Visualizing the data
The new wealth of environmental data is also driving interdisciplinary approaches to journalism – as evidenced by projects like InfoAmazonia, which makes satellite data revealing logging, fires and mining in the Amazon accessible through interactive maps.
“I had the idea of creating a hub where you could both read the news and look at the data at the same time, allowing you to see the correlations – treating journalism as a layer of information that interacts with data coming from satellites,” said InfoAmazonia’s founder Gustavo Faleiros. “To do that I had to engage with a lot of programmers and designers.”
InfoAmazonia now uses a range of datasets from other sources – not just on environmental damage but also on human health, sanitation and forced labor with stories and videos providing context.
Users can view and compare different datasets on the site to visualize the impact of human activity in the Amazon rainforest. But when it comes to the big questions in biodiversity science, making sense of the relationships holding together an entire ecosystem is a challenge on another scale.
“How do species coexist? This is the holy grail of ecology… ” said Safi. “And one thing I find extremely interesting, and extremely hard to tackle, is how to see the whole complexity of ecosystems – the intricate web of interactions between the species – and what happens to the whole system if you pull on one string.”
Safi warns that rather than more information leading in a linear fashion to greater insight, it will present new problems in terms of how to make sense of such huge volumes of data.
Open data and digitizing the past
The Global Biodiversity Information Facility (GBIF) was set up in 2001 to share biodiversity data from museums and research institutions around the world.
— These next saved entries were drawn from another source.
//! Request extractors that reject with the standard failure envelope.
//!
//! Axum's stock `Json` / `Query` rejections answer with plain text; these
//! wrappers turn them into [`AppError::BadRequest`] instead.

use axum::extract::{FromRequest, FromRequestParts, Query, Request};
use axum::http::request::Parts;
use axum::Json;
use serde::de::DeserializeOwned;
use bookshelf_core::types::DbId;
use bookshelf_db::models::validation::CheckedInput;

use crate::error::AppError;

/// JSON body that is deserialized and then run through [`CheckedInput::check`].
///
/// Unknown fields are ignored; a body that does not parse yields
/// `400 "Invalid request body"`, a failing field rule `400 "Validation failed"`.
#[derive(Debug)]
pub struct ValidJson<T>(pub T);

impl<S, T> FromRequest<S> for ValidJson<T>
where
    T: DeserializeOwned + CheckedInput,
    S: Send + Sync,
{
    type Rejection = AppError;

    async fn from_request(req: Request, state: &S) -> Result<Self, Self::Rejection> {
        let Json(value) = Json::<T>::from_request(req, state)
            .await
            .map_err(|rejection| {
                AppError::bad_request("Invalid request body", rejection.body_text())
            })?;
        value.check()?;
        Ok(Self(value))
    }
}

/// Query string that rejects with `400 "Invalid query parameters"`.
#[derive(Debug)]
pub struct QueryParams<T>(pub T);

impl<S, T> FromRequestParts<S> for QueryParams<T>
where
    T: DeserializeOwned,
    S: Send + Sync,
{
    type Rejection = AppError;

    async fn from_request_parts(parts: &mut Parts, state: &S) -> Result<Self, Self::Rejection> {
        let Query(value) = Query::<T>::from_request_parts(parts, state)
            .await
            .map_err(|rejection| {
                AppError::bad_request("Invalid query parameters", rejection.body_text())
            })?;
        Ok(Self(value))
    }
}

/// Parse a raw `{id}` path segment, rejecting with `400 "Invalid <entity> ID"`.
pub fn parse_id(raw: &str, entity: &str) -> Result<DbId, AppError> {
    raw.parse::<DbId>().map_err(|_| {
        AppError::bad_request(
            format!("Invalid {entity} ID"),
            format!("'{raw}' is not a valid {entity} id"),
        )
    })
}
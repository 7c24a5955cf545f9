//! Book entity model and DTOs.

use serde::{Deserialize, Serialize};
use sqlx::FromRow;
use validator::Validate;
use bookshelf_core::types::{DbId, Timestamp};

use crate::models::validation::CheckedInput;

/// A book row from the `books` table.
///
/// `category_name` is not a column: it is filled from a `LEFT JOIN` on reads
/// and left as `None` when the book has no category (or the row came from a
/// query without the join).
#[derive(Debug, Clone, FromRow, Serialize)]
pub struct Book {
    pub id: DbId,
    pub title: String,
    pub description: Option<String>,
    pub image_url: Option<String>,
    pub release_year: i32,
    pub price: i32,
    pub total_page: i32,
    /// `"thin"` or `"thick"`, see [`bookshelf_core::thickness::Thickness`].
    pub thickness: String,
    pub category_id: Option<DbId>,
    pub created_at: Timestamp,
    pub created_by: String,
    pub modified_at: Timestamp,
    pub modified_by: String,
    #[sqlx(default)]
    #[serde(skip_serializing_if = "Option::is_none")]
    pub category_name: Option<String>,
}

/// DTO for creating a new book.
///
/// Has no `thickness` field: it is computed from `total_page`, and a
/// client-sent value is dropped during deserialization.
#[derive(Debug, Clone, Deserialize, Validate)]
pub struct CreateBook {
    #[validate(length(min = 1, message = "title is required"))]
    pub title: String,
    pub description: Option<String>,
    pub image_url: Option<String>,
    #[validate(range(
        min = 1980,
        max = 2024,
        message = "release_year must be between 1980 and 2024"
    ))]
    pub release_year: i32,
    #[validate(range(min = 0, message = "price must not be negative"))]
    pub price: i32,
    #[validate(range(min = 1, message = "total_page must be at least 1"))]
    pub total_page: i32,
    pub category_id: Option<DbId>,
}

impl CheckedInput for CreateBook {
    const FIELDS: &'static [&'static str] = &["title", "release_year", "price", "total_page"];
}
It makes freely available datasets from the most high tech sources requiring highly specialized work – such as genetic sequencing – to observations by amateur naturalists and citizen scientists.
“You could consider all of those around the world who are interested in nature and have a digital camera as almost a big sensor network,” said Donald Hobern, executive director of GBIF. “It does turn up interesting things. I have an interest in a family of moths called plume moths. The second known individual of a species of plume moth from Taiwan turned up in a picture on Flickr.”
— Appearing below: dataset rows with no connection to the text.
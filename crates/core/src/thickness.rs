//! Book thickness, derived from the page count and never supplied by clients.

use std::fmt;

use serde::{Deserialize, Serialize};

/// Books with at most this many pages are `thin`.
pub const THIN_MAX_PAGES: i32 = 100;

#[derive(Debug, Clone, Copy, PartialEq, Eq, Serialize, Deserialize)]
#[serde(rename_all = "lowercase")]
pub enum Thickness {
    Thin,
    Thick,
}

impl Thickness {
    pub fn from_total_pages(total_page: i32) -> Self {
        if total_page <= THIN_MAX_PAGES {
            Thickness::Thin
        } else {
            Thickness::Thick
        }
    }

    /// Value stored in the `books.thickness` column.
    pub fn as_str(self) -> &'static str {
        match self {
            Thickness::Thin => "thin",
            Thickness::Thick => "thick",
        }
    }
}

impl fmt::Display for Thickness {
    fn fmt(&self, f: &mut fmt::Formatter<'_>) -> fmt::Result {
        f.write_str(self.as_str())
    }
}
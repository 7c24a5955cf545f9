//! Audit stamping for `created_by` / `modified_by` columns.

/// Actor recorded when a write happens without an authenticated principal.
pub const SYSTEM_ACTOR: &str = "system";

/// Resolve the audit actor for a write: the principal's username, or
/// [`SYSTEM_ACTOR`] when there is none.
pub fn actor(principal: Option<&str>) -> &str {
    match principal {
        Some(name) if !name.is_empty() => name,
        _ => SYSTEM_ACTOR,
    }
}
It’s not how big your dataset is – it’s what you do with it
GBIF’s digital records have now passed the 500 million mark and, among many other uses, are being harnessed to track the spread of invasive species, model the impact of climate change on biodiversity, identify areas in urgent need of protection, and monitor the effectiveness of conservation programs.
“What we are trying to achieve here is to provide the tools to build the best possible digital model of the probability of encountering any species in time and space,” said Hobern.
“What we’ve got today is a lot of data records but probably not yet enough modeling on top of it to understand the significance.”
Safi describes this as a transitional period in which the challenges are less about gathering data than understanding what to do with it. He warns his students at the Max Planck Institute that before heading out into the field, they have to prove the data they need is not already available.
“We are not making full use of the data we have already collected,” said Safi. “We owe it to the previous generations of scientists who collected these datasets, but also we owe it to the animals that have been carrying around tags or been used in animal testing environments to provide us with data, and to taxpayers – we owe it to the whole system that we use the data efficiently.”